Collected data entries
------
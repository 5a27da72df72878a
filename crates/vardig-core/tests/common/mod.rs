//! Shared fixtures: a sparse memory image, a configurable debug-info fake, a
//! bucketed map iterator and a stopped-thread fake.

#![allow(dead_code)]

use std::collections::{BTreeMap, HashMap};
use std::sync::atomic::{AtomicUsize, Ordering};
use std::sync::{Arc, Mutex};

use vardig_core::error::{Result, VardigError};
use vardig_core::memory::{MemoryReadWriter, SharedMemory};
use vardig_core::program::{
    AbiProfile, DebugInfo, GAddress, MapIterator, RuntimeType, RuntimeTypeAddr, ThreadContext, KIND_DIRECT_IFACE,
};
use vardig_core::typeinfo::{StructField, Type, TypeRef, TypeShape};
use vardig_core::types::{Address, Architecture, Function, Location, ThreadId};
use vardig_core::value::Value;

pub const PTR: i64 = 8;

/// Byte-addressed memory image. Bytes never written are unmapped.
#[derive(Default)]
pub struct SparseMemory
{
    bytes: Mutex<BTreeMap<u64, u8>>,
    writes: AtomicUsize,
}

impl SparseMemory
{
    pub fn new() -> Arc<Self>
    {
        Arc::new(Self::default())
    }

    pub fn put(&self, addr: u64, data: &[u8])
    {
        let mut bytes = self.bytes.lock().unwrap();
        for (i, b) in data.iter().enumerate() {
            bytes.insert(addr + i as u64, *b);
        }
    }

    pub fn put_u64(&self, addr: u64, value: u64)
    {
        self.put(addr, &value.to_le_bytes());
    }

    pub fn put_i64(&self, addr: u64, value: i64)
    {
        self.put(addr, &value.to_le_bytes());
    }

    pub fn put_u32(&self, addr: u64, value: u32)
    {
        self.put(addr, &value.to_le_bytes());
    }

    pub fn put_f64(&self, addr: u64, value: f64)
    {
        self.put(addr, &value.to_le_bytes());
    }

    /// String header at `header` pointing at the bytes of `s` stored at `data`.
    pub fn put_string(&self, header: u64, data: u64, s: &str)
    {
        self.put(data, s.as_bytes());
        self.put_u64(header, if s.is_empty() { 0 } else { data });
        self.put_i64(header + 8, s.len() as i64);
    }

    pub fn put_slice_header(&self, addr: u64, base: u64, len: i64, cap: i64)
    {
        self.put_u64(addr, base);
        self.put_i64(addr + 8, len);
        self.put_i64(addr + 16, cap);
    }

    pub fn unmap(&self, addr: u64, len: u64)
    {
        let mut bytes = self.bytes.lock().unwrap();
        for a in addr..addr + len {
            bytes.remove(&a);
        }
    }

    pub fn bytes_at(&self, addr: u64, len: usize) -> Vec<u8>
    {
        let bytes = self.bytes.lock().unwrap();
        (0..len as u64).map(|i| bytes.get(&(addr + i)).copied().unwrap_or(0)).collect()
    }

    pub fn u64_at(&self, addr: u64) -> u64
    {
        let mut buf = [0u8; 8];
        buf.copy_from_slice(&self.bytes_at(addr, 8));
        u64::from_le_bytes(buf)
    }

    /// Number of `write_memory` calls so far.
    pub fn writes(&self) -> usize
    {
        self.writes.load(Ordering::SeqCst)
    }
}

impl MemoryReadWriter for SparseMemory
{
    fn read_memory(&self, buf: &mut [u8], addr: Address) -> Result<usize>
    {
        let bytes = self.bytes.lock().unwrap();
        for (i, slot) in buf.iter_mut().enumerate() {
            match bytes.get(&(addr.value() + i as u64)) {
                Some(b) => *slot = *b,
                None => {
                    return Err(VardigError::MemoryRead {
                        addr,
                        len: buf.len(),
                        details: "unmapped".into(),
                    });
                }
            }
        }
        Ok(buf.len())
    }

    fn write_memory(&self, addr: Address, data: &[u8]) -> Result<usize>
    {
        self.writes.fetch_add(1, Ordering::SeqCst);
        self.put(addr.value(), data);
        Ok(data.len())
    }
}

/// Keys and values of one fake hash table, grouped in buckets.
#[derive(Debug, Clone, Default)]
pub struct FakeMap
{
    pub buckets: Vec<Vec<(Address, Address)>>,
}

/// Debug metadata assembled by hand.
#[derive(Default)]
pub struct FakeInfo
{
    pub abi: AbiProfile,
    pub types: HashMap<String, TypeRef>,
    pub funcs: Vec<Arc<Function>>,
    pub closures: HashMap<String, TypeRef>,
    /// Runtime type descriptor address to debug type.
    pub runtime_types: HashMap<u64, RuntimeType>,
    pub globals: HashMap<String, Address>,
    /// Map header address to contents.
    pub maps: HashMap<u64, FakeMap>,
}

impl FakeInfo
{
    pub fn add_type(&mut self, ty: &TypeRef)
    {
        self.types.insert(ty.name.clone(), ty.clone());
    }

    pub fn add_func(&mut self, name: &str, entry: u64, end: u64) -> Arc<Function>
    {
        let func = Arc::new(Function::new(name, Address::new(entry), Address::new(end)));
        self.funcs.push(func.clone());
        func
    }

    pub fn add_runtime_type(&mut self, descriptor: u64, ty: &TypeRef, direct_iface: bool)
    {
        self.runtime_types.insert(
            descriptor,
            RuntimeType {
                ty: ty.clone(),
                direct_iface,
            },
        );
    }

    pub fn shared(self) -> Arc<dyn DebugInfo>
    {
        Arc::new(self)
    }
}

impl DebugInfo for FakeInfo
{
    fn architecture(&self) -> Architecture
    {
        Architecture::X86_64
    }

    fn abi(&self) -> AbiProfile
    {
        self.abi
    }

    fn find_type(&self, name: &str) -> Result<TypeRef>
    {
        self.types
            .get(name)
            .cloned()
            .ok_or_else(|| VardigError::TypeNotFound(name.to_string()))
    }

    fn pc_to_func(&self, pc: Address) -> Option<Arc<Function>>
    {
        self.funcs.iter().find(|f| f.contains(pc)).cloned()
    }

    fn pc_to_line(&self, pc: Address) -> Location
    {
        Location {
            pc,
            file: "main.go".into(),
            line: (pc.value() & 0xff) as u32,
            function: self.pc_to_func(pc),
        }
    }

    fn entry_line(&self, func: &Function) -> (String, u32)
    {
        ("main.go".into(), (func.entry.value() & 0xff) as u32)
    }

    fn closure_struct_type(&self, func: &Function) -> Option<TypeRef>
    {
        self.closures.get(&func.name).cloned()
    }

    fn runtime_type_to_type(&self, _mem: &SharedMemory, type_addr: Address, _data_addr: Address) -> Result<RuntimeType>
    {
        self.runtime_types
            .get(&type_addr.value())
            .cloned()
            .ok_or_else(|| VardigError::Runtime(format!("unknown runtime type at {type_addr}")))
    }

    fn type_to_runtime_type(&self, _mem: &SharedMemory, ty: &TypeRef) -> Result<Option<RuntimeTypeAddr>>
    {
        let name = ty.to_string();
        Ok(self
            .runtime_types
            .iter()
            .find(|(_, rt)| rt.ty.to_string() == name)
            .map(|(addr, rt)| RuntimeTypeAddr {
                addr: Address::new(*addr),
                kind: if rt.direct_iface { KIND_DIRECT_IFACE } else { 0 },
            }))
    }

    fn global_address(&self, name: &str) -> Option<Address>
    {
        self.globals.get(name).copied()
    }

    fn map_iterator(&self, map: &Value, max_buckets: usize) -> Result<Box<dyn MapIterator>>
    {
        let contents = self
            .maps
            .get(&map.base.value())
            .ok_or_else(|| VardigError::Runtime(format!("no map at {}", map.base)))?;
        let (key, elem) = match map.real_type.as_ref().map(|t| &t.shape) {
            Some(TypeShape::Map(m)) => (m.key.clone(), m.elem.clone()),
            _ => return Err(VardigError::InvalidArgument("not a map".into())),
        };
        let (info, mem) = (map.debug_info()?, map.memory()?);
        let buckets = contents
            .buckets
            .iter()
            .map(|bucket| {
                bucket
                    .iter()
                    .map(|(k, v)| {
                        (
                            Value::new("", *k, &key, info.clone(), mem.clone()),
                            Value::new("", *v, &elem, info.clone(), mem.clone()),
                        )
                    })
                    .collect()
            })
            .collect();
        Ok(Box::new(FakeMapIterator::new(buckets, max_buckets)))
    }
}

/// Walks buckets in order, giving up after `max_buckets` of them.
pub struct FakeMapIterator
{
    buckets: Vec<Vec<(Value, Value)>>,
    len: i64,
    bucket: usize,
    pos: usize,
    max_buckets: usize,
}

impl FakeMapIterator
{
    pub fn new(buckets: Vec<Vec<(Value, Value)>>, max_buckets: usize) -> Self
    {
        let len = buckets.iter().map(Vec::len).sum::<usize>() as i64;
        Self {
            buckets,
            len,
            bucket: 0,
            pos: 0,
            max_buckets,
        }
    }
}

impl MapIterator for FakeMapIterator
{
    fn len(&self) -> i64
    {
        self.len
    }

    fn next(&mut self) -> Result<Option<(Value, Value)>>
    {
        loop {
            if self.max_buckets > 0 && self.bucket >= self.max_buckets {
                return Ok(None);
            }
            let Some(bucket) = self.buckets.get(self.bucket) else {
                return Ok(None);
            };
            if let Some(entry) = bucket.get(self.pos) {
                self.pos += 1;
                return Ok(Some(entry.clone()));
            }
            self.bucket += 1;
            self.pos = 0;
        }
    }
}

/// A stopped thread.
pub struct FakeThread
{
    pub id: ThreadId,
    pub location: Location,
    pub mem: SharedMemory,
    pub g: GAddress,
}

impl ThreadContext for FakeThread
{
    fn thread_id(&self) -> ThreadId
    {
        self.id
    }

    fn location(&self) -> Result<Location>
    {
        Ok(self.location.clone())
    }

    fn memory(&self) -> SharedMemory
    {
        self.mem.clone()
    }

    fn g_address(&self) -> Result<GAddress>
    {
        Ok(self.g)
    }
}

pub fn int() -> TypeRef
{
    Type::int("int", PTR)
}

pub fn uintptr() -> TypeRef
{
    Type::uint("uintptr", PTR)
}

pub fn string() -> TypeRef
{
    Type::string(PTR)
}

/// `runtime.eface`: `{_type *runtime._type; data unsafe.Pointer}`.
pub fn eface() -> TypeRef
{
    let rtype = Type::structure("runtime._type", 48, vec![StructField::new("size", 0, uintptr())]);
    let repr = Type::structure(
        "runtime.eface",
        16,
        vec![
            StructField::new("_type", 0, Type::pointer_to(&rtype, PTR)),
            StructField::new("data", 8, Type::pointer_to(&Type::void(), PTR)),
        ],
    );
    Type::interface("interface {}", repr)
}

/// `runtime.iface` for a method-set interface: `{tab *runtime.itab; data unsafe.Pointer}`.
pub fn iface(name: &str) -> TypeRef
{
    let rtype = Type::structure("runtime._type", 48, vec![StructField::new("size", 0, uintptr())]);
    let itab = Type::structure(
        "runtime.itab",
        32,
        vec![
            StructField::new("inter", 0, Type::pointer_to(&Type::void(), PTR)),
            StructField::new("_type", 8, Type::pointer_to(&rtype, PTR)),
        ],
    );
    let repr = Type::structure(
        "runtime.iface",
        16,
        vec![
            StructField::new("tab", 0, Type::pointer_to(&itab, PTR)),
            StructField::new("data", 8, Type::pointer_to(&Type::void(), PTR)),
        ],
    );
    Type::interface(name, repr)
}

/// Map type whose header pointer targets an opaque `runtime.hmap`.
pub fn map_of(key: &TypeRef, elem: &TypeRef) -> TypeRef
{
    let hmap = Type::structure("runtime.hmap", 48, vec![StructField::new("count", 0, int())]);
    Type::map(key, elem, Type::pointer_to(&hmap, PTR))
}

/// Layout of the goroutine record used by the goroutine tests.
pub struct GTypes
{
    pub g: TypeRef,
    pub m: TypeRef,
}

/// Field offsets of the fake `runtime.g`.
pub mod g_off
{
    pub const STACK_LO: u64 = 0;
    pub const STACK_HI: u64 = 8;
    pub const SCHED_SP: u64 = 16;
    pub const SCHED_PC: u64 = 24;
    pub const SCHED_BP: u64 = 32;
    pub const STATUS: u64 = 40;
    pub const GOID: u64 = 48;
    pub const WAITSINCE: u64 = 56;
    pub const WAITREASON: u64 = 64;
    pub const GOPC: u64 = 72;
    pub const STARTPC: u64 = 80;
    pub const M: u64 = 88;
    pub const LABELS: u64 = 96;
    pub const SIZE: i64 = 104;
}

/// `runtime.g` and `runtime.m` for a toolchain with the given status encoding.
pub fn g_types(atomic_status: bool) -> GTypes
{
    let stack = Type::structure(
        "runtime.stack",
        16,
        vec![StructField::new("lo", 0, uintptr()), StructField::new("hi", 8, uintptr())],
    );
    let gobuf = Type::structure(
        "runtime.gobuf",
        24,
        vec![
            StructField::new("sp", 0, uintptr()),
            StructField::new("pc", 8, uintptr()),
            StructField::new("bp", 16, uintptr()),
        ],
    );
    let status = if atomic_status {
        Type::structure(
            "runtime/internal/atomic.Uint32",
            4,
            vec![StructField::new("value", 0, Type::uint("uint32", 4))],
        )
    } else {
        Type::uint("uint32", 4)
    };

    let g_ptr = Type::forward_pointer("*runtime.g", PTR);
    let m = Type::structure(
        "runtime.m",
        16,
        vec![StructField::new("g0", 0, g_ptr.clone()), StructField::new("curg", 8, g_ptr.clone())],
    );
    let g = Type::structure(
        "runtime.g",
        g_off::SIZE,
        vec![
            StructField::new("stack", g_off::STACK_LO as i64, stack),
            StructField::new("sched", g_off::SCHED_SP as i64, gobuf),
            StructField::new("atomicstatus", g_off::STATUS as i64, status),
            StructField::new("goid", g_off::GOID as i64, Type::int("int64", 8)),
            StructField::new("waitsince", g_off::WAITSINCE as i64, Type::int("int64", 8)),
            StructField::new("waitreason", g_off::WAITREASON as i64, Type::uint("runtime.waitReason", 1)),
            StructField::new("gopc", g_off::GOPC as i64, uintptr()),
            StructField::new("startpc", g_off::STARTPC as i64, uintptr()),
            StructField::new("m", g_off::M as i64, Type::pointer_to(&m, PTR)),
            StructField::new("labels", g_off::LABELS as i64, Type::pointer_to(&Type::void(), PTR)),
        ],
    );
    if let Some(target) = g_ptr.pointer_target() {
        target.bind(g.clone());
    }
    GTypes { g, m }
}

/// Contents of one fake goroutine record.
#[derive(Debug, Clone, Copy, Default)]
pub struct GSpec
{
    pub goid: i64,
    pub status: u32,
    pub pc: u64,
    pub sp: u64,
    pub gopc: u64,
    pub startpc: u64,
    pub m: u64,
    pub labels: u64,
}

pub fn put_g(mem: &SparseMemory, addr: u64, spec: GSpec)
{
    use g_off::*;
    mem.put(addr, &vec![0u8; SIZE as usize]);
    mem.put_u64(addr + STACK_LO, spec.sp & !0xfff);
    mem.put_u64(addr + STACK_HI, (spec.sp & !0xfff) + 0x1000);
    mem.put_u64(addr + SCHED_SP, spec.sp);
    mem.put_u64(addr + SCHED_PC, spec.pc);
    mem.put_u32(addr + STATUS, spec.status);
    mem.put_i64(addr + GOID, spec.goid);
    mem.put_u64(addr + GOPC, spec.gopc);
    mem.put_u64(addr + STARTPC, spec.startpc);
    mem.put_u64(addr + M, spec.m);
    mem.put_u64(addr + LABELS, spec.labels);
}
------
#### WHAT TO PRODUCE
Lines holding the word "goroutine" in the entries above are the ones to pull out. Copy them all.

#### TASK RESULT
/// Layout of the goroutine record used by the goroutine tests.
/// Contents of one fake goroutine record.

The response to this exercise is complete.